● **DATASET EXCERPTS**:
________________

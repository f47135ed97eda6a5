use crate::filesystem::NameFilters;
use crate::options::TraversalOrder;
use derive_builder::Builder;
use lines_core::TrailingFlush;
use lines_shared_kernel::{LinesError, Result};
use std::path::PathBuf;

/// Bound of the work queue between the walker and the workers.
pub const DEFAULT_QUEUE_CAPACITY: usize = 1024;

/// Two workers per logical CPU.
pub fn default_threads() -> usize {
    num_cpus::get().saturating_mul(2).max(1)
}

#[derive(Debug, Clone, Builder)]
#[builder(setter(into), build_fn(validate = "Self::validate"))]
pub struct Config {
    pub root: PathBuf,
    #[builder(default)]
    pub filters: NameFilters,
    #[builder(default)]
    pub order: TraversalOrder,
    #[builder(default = "default_threads()")]
    pub threads: usize,
    #[builder(default = "DEFAULT_QUEUE_CAPACITY")]
    pub queue_capacity: usize,
    #[builder(default)]
    pub trailing: TrailingFlush,
}

impl ConfigBuilder {
    fn validate(&self) -> std::result::Result<(), String> {
        if self.threads == Some(0) {
            return Err("threads must be at least 1".to_string());
        }
        if self.queue_capacity == Some(0) {
            return Err("queue capacity must be at least 1".to_string());
        }
        Ok(())
    }

    /// Builds the config, reporting problems as configuration errors.
    ///
    /// # Errors
    /// Returns [`LinesError::InvalidConfiguration`] when a required field is
    /// missing or a value is out of range.
    pub fn finish(&self) -> Result<Config> {
        self.build().map_err(|e| LinesError::InvalidConfiguration { reason: e.to_string() })
    }
}

impl Config {
    /// Default scan of `root`.
    ///
    /// # Errors
    /// Never fails for the defaults; the `Result` mirrors [`ConfigBuilder::finish`].
    pub fn for_root(root: impl Into<PathBuf>) -> Result<Self> {
        ConfigBuilder::default().root(root.into()).finish()
    }
}
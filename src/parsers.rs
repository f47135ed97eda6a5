use std::path::PathBuf;

/// Upper bound accepted for `--jobs`.
pub const MAX_JOBS: usize = 512;

/// Worker count for `--jobs`, between 1 and [`MAX_JOBS`].
///
/// # Errors
/// Returns a message naming the flag when the value is not a number or out of range.
pub fn parse_jobs(s: &str) -> Result<usize, String> {
    let jobs = parse_count("--jobs", s)?;
    if jobs > MAX_JOBS {
        return Err(format!("--jobs must be at most {MAX_JOBS}, got {jobs}"));
    }
    Ok(jobs)
}

/// Channel capacity for `--queue-capacity`; any count of at least 1.
///
/// # Errors
/// Returns a message naming the flag when the value is not a positive number.
pub fn parse_queue_capacity(s: &str) -> Result<usize, String> {
    parse_count("--queue-capacity", s)
}

fn parse_count(flag: &str, s: &str) -> Result<usize, String> {
    match s.trim().parse::<usize>() {
        Ok(0) => Err(format!("{flag} must be at least 1")),
        Ok(n) => Ok(n),
        Err(_) => Err(format!("{flag} expects a whole number, got '{s}'")),
    }
}

/// Scan root as typed by the user, minus any trailing `/`.
///
/// A root of only slashes stays `/`.
///
/// # Errors
/// Returns an error for an empty argument.
pub fn parse_root(s: &str) -> Result<PathBuf, String> {
    if s.is_empty() {
        return Err("path must not be empty".to_string());
    }
    let trimmed = s.trim_end_matches('/');
    Ok(PathBuf::from(if trimmed.is_empty() { "/" } else { trimmed }))
}
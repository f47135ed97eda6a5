use hashbrown::HashMap;
use lines_core::Tally;
use std::time::Duration;

/// Result of one completed scan.
#[derive(Debug, Clone, Default)]
pub struct ScanReport {
    /// Language name to aggregated tally.
    pub languages: HashMap<String, Tally>,
    pub files_dispatched: u64,
    pub files_counted: u64,
    pub files_unrecognized: u64,
    pub files_failed: u64,
    pub elapsed: Duration,
}

impl ScanReport {
    /// Sum over every language; `files` is the number of counted files.
    pub fn totals(&self) -> Tally {
        self.languages.values().sum()
    }

    /// Languages ordered by total lines, largest first, ties by name.
    pub fn sorted(&self) -> Vec<(&str, &Tally)> {
        let mut rows: Vec<_> = self.languages.iter().map(|(name, tally)| (name.as_str(), tally)).collect();
        rows.sort_by(|a, b| b.1.total().cmp(&a.1.total()).then_with(|| a.0.cmp(b.0)));
        rows
    }

    pub fn is_empty(&self) -> bool {
        self.languages.is_empty()
    }
}
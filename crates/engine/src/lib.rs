// crates/engine/src/lib.rs
use rayon::prelude::*;
use std::ops::ControlFlow;
use std::path::{Path, PathBuf};
use std::sync::atomic::{AtomicU64, Ordering};
use std::time::Instant;

pub mod aggregate;
pub mod config;
pub mod filesystem;
pub mod options;
pub mod processor;
pub mod stats;

pub use crate::aggregate::Aggregator;
pub use crate::config::{Config, ConfigBuilder};
pub use crate::filesystem::{NameFilters, NamePatterns};
pub use crate::options::TraversalOrder;
pub use crate::processor::{FileOutcome, scan_file};
pub use crate::stats::ScanReport;
pub use lines_core::{LanguageTable, Tally, TrailingFlush};

use hashbrown::HashMap;
use lines_shared_kernel::{LinesError, Result};

#[derive(Debug, Default)]
struct Counters {
    dispatched: AtomicU64,
    counted: AtomicU64,
    unrecognized: AtomicU64,
    failed: AtomicU64,
}

impl Counters {
    fn record(&self, outcome: &FileOutcome) {
        let counter = match outcome {
            FileOutcome::Counted { .. } => &self.counted,
            FileOutcome::Unrecognized => &self.unrecognized,
            FileOutcome::Failed(_) => &self.failed,
        };
        counter.fetch_add(1, Ordering::Relaxed);
    }
}

/// Counts every recognized file under `config.root` with the built-in
/// language table.
///
/// # Errors
/// See [`run_with_table`].
pub fn run(config: &Config) -> Result<ScanReport> {
    run_with_table(config, LanguageTable::builtin())
}

/// Counts every recognized file under `config.root`.
///
/// The walker runs on its own thread and feeds a bounded queue that a pool
/// of `config.threads` workers drains. Files that cannot be opened or whose
/// language patterns are malformed are skipped and counted as failed.
///
/// # Errors
///
/// Returns [`LinesError::Traversal`] when a directory cannot be listed. Files
/// already queued at that point are still scanned before the error is
/// returned. Returns [`LinesError::ThreadPool`] when the workers cannot be
/// started.
pub fn run_with_table(config: &Config, table: &LanguageTable) -> Result<ScanReport> {
    let started = Instant::now();
    let pool = rayon::ThreadPoolBuilder::new()
        .num_threads(config.threads)
        .thread_name(|i| format!("lines-worker-{i}"))
        .build()
        .map_err(|e| LinesError::ThreadPool { details: e.to_string() })?;

    let (tx, rx) = crossbeam_channel::bounded::<PathBuf>(config.queue_capacity);
    let aggregator = Aggregator::new();
    let counters = Counters::default();

    let walked = std::thread::scope(|scope| {
        let dispatched = &counters.dispatched;
        let walker = std::thread::Builder::new()
            .name("lines-walker".into())
            .spawn_scoped(scope, move || {
                // Moving the sender in closes the queue when the walk ends.
                let tx = tx;
                filesystem::walk(&config.root, &config.filters, config.order, |path| {
                    if tx.send(path).is_err() {
                        return ControlFlow::Break(());
                    }
                    dispatched.fetch_add(1, Ordering::Relaxed);
                    ControlFlow::Continue(())
                })
            })
            .map_err(|e| LinesError::ThreadPool { details: e.to_string() })?;

        pool.install(|| {
            rx.into_iter().par_bridge().for_each(|path| {
                let outcome = processor::scan_file(&path, table, config.trailing);
                counters.record(&outcome);
                if let FileOutcome::Counted { language, tally } = outcome {
                    aggregator.merge(language, &tally);
                }
            });
        });

        walker
            .join()
            .unwrap_or_else(|panic| std::panic::resume_unwind(panic))
    });

    let report = ScanReport {
        languages: aggregator.into_languages(),
        files_dispatched: counters.dispatched.into_inner(),
        files_counted: counters.counted.into_inner(),
        files_unrecognized: counters.unrecognized.into_inner(),
        files_failed: counters.failed.into_inner(),
        elapsed: started.elapsed(),
    };

    if let Err(e) = walked {
        log::warn!(
            "Scan of {} aborted after {} files: {e}",
            config.root.display(),
            report.files_dispatched
        );
        return Err(e);
    }

    log::info!(
        "Scanned {} files ({} counted, {} unrecognized, {} failed) in {:?}",
        report.files_dispatched,
        report.files_counted,
        report.files_unrecognized,
        report.files_failed,
        report.elapsed
    );
    Ok(report)
}

/// Per-language totals for `root` using the default configuration.
///
/// # Errors
/// Returns the first traversal error encountered.
pub fn count_lines(root: impl AsRef<Path>) -> Result<HashMap<String, Tally>> {
    let config = Config::for_root(root.as_ref())?;
    run(&config).map(|report| report.languages)
}
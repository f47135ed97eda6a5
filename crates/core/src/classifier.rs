//! Per-file line classifier.
//!
//! A [`LineClassifier`] is created for one file, fed that file's lines in
//! order, and consumed by [`LineClassifier::finish`]. The only state carried
//! between lines is whether a block comment is still open.

use lines_shared_kernel::{LineKind, Tally};

use crate::language::{BlockPatterns, CompiledPatterns};

/// What to do once the line source is exhausted.
#[derive(Debug, Clone, Copy, Default, PartialEq, Eq)]
pub enum TrailingFlush {
    /// Exactly one classification per input line.
    #[default]
    None,
    /// Classify one extra empty line after the last one, as older releases
    /// did. Kept for output compatibility only.
    Legacy,
}

#[derive(Debug)]
pub struct LineClassifier<'p> {
    patterns: &'p CompiledPatterns,
    in_block_comment: bool,
    tally: Tally,
}

impl<'p> LineClassifier<'p> {
    pub const fn new(patterns: &'p CompiledPatterns) -> Self {
        Self {
            patterns,
            in_block_comment: false,
            tally: Tally::new(),
        }
    }

    /// Classifies one line (terminator already stripped) and counts it.
    pub fn classify(&mut self, line: &str) -> LineKind {
        let kind = self.kind_of(line);
        self.tally.record(kind);
        kind
    }

    /// Classifies every line of `lines`.
    pub fn classify_lines<'l, I>(&mut self, lines: I)
    where
        I: IntoIterator<Item = &'l str>,
    {
        for line in lines {
            self.classify(line);
        }
    }

    pub const fn in_block_comment(&self) -> bool {
        self.in_block_comment
    }

    /// Counts so far, without the trailing flush.
    pub const fn tally(&self) -> &Tally {
        &self.tally
    }

    pub fn finish(mut self, trailing: TrailingFlush) -> Tally {
        if trailing == TrailingFlush::Legacy {
            self.classify("");
        }
        self.tally
    }

    fn kind_of(&mut self, line: &str) -> LineKind {
        if self.in_block_comment {
            // The state is only ever entered through a block pattern.
            self.in_block_comment = self
                .patterns
                .block
                .as_ref()
                .is_some_and(|block| block.stays_open(line));
            return LineKind::BlockComment;
        }

        let trimmed = line.trim();
        if trimmed.is_empty() {
            return LineKind::Empty;
        }

        if let Some(line_comment) = &self.patterns.line_comment
            && let Some(found) = line_comment.find(trimmed)
        {
            return if found.start() == 0 {
                LineKind::LineComment
            } else {
                LineKind::Mixed
            };
        }

        if let Some(block) = &self.patterns.block
            && let Some(opening) = block.opening(trimmed)
        {
            self.in_block_comment = !opening.closes;
            return if opening.first_start == 0 {
                LineKind::BlockComment
            } else {
                LineKind::Mixed
            };
        }

        LineKind::Code
    }
}

/// Block markers found on a line outside any open comment.
struct Opening {
    first_start: usize,
    closes: bool,
}

impl BlockPatterns {
    fn last_start(&self, line: &str) -> Option<usize> {
        self.start.find_iter(line).last().map(|m| m.start())
    }

    fn last_end(&self, line: &str) -> Option<usize> {
        self.end.find_iter(line).last().map(|m| m.start())
    }

    /// Whether an already open comment is still open after `line`.
    ///
    /// It stays open when no end marker occurs, or when a start marker
    /// begins strictly after the last end marker. Markers at the same offset
    /// count as closed.
    fn stays_open(&self, line: &str) -> bool {
        let Some(end) = self.last_end(line) else {
            return true;
        };
        self.last_start(line).is_some_and(|start| start > end)
    }

    fn opening(&self, line: &str) -> Option<Opening> {
        let mut starts = self.start.find_iter(line).map(|m| m.start());
        let first_start = starts.next()?;
        let last_start = starts.last().unwrap_or(first_start);
        let closes = self.last_end(line).is_some_and(|end| end >= last_start);
        Some(Opening { first_start, closes })
    }
}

________________

● **THE PROBLEM**: Using the listing above, return word for word each line from the one that has "use std::time::Instant;" through the one that has "pub use crate::options::TraversalOrder;", and no line outside that range.

● **ANSWER FOR THE TASK**:
use std::time::Instant;

pub mod aggregate;
pub mod config;
pub mod filesystem;
pub mod options;
pub mod processor;
pub mod stats;

pub use crate::aggregate::Aggregator;
pub use crate::config::{Config, ConfigBuilder};
pub use crate::filesystem::{NameFilters, NamePatterns};
pub use crate::options::TraversalOrder;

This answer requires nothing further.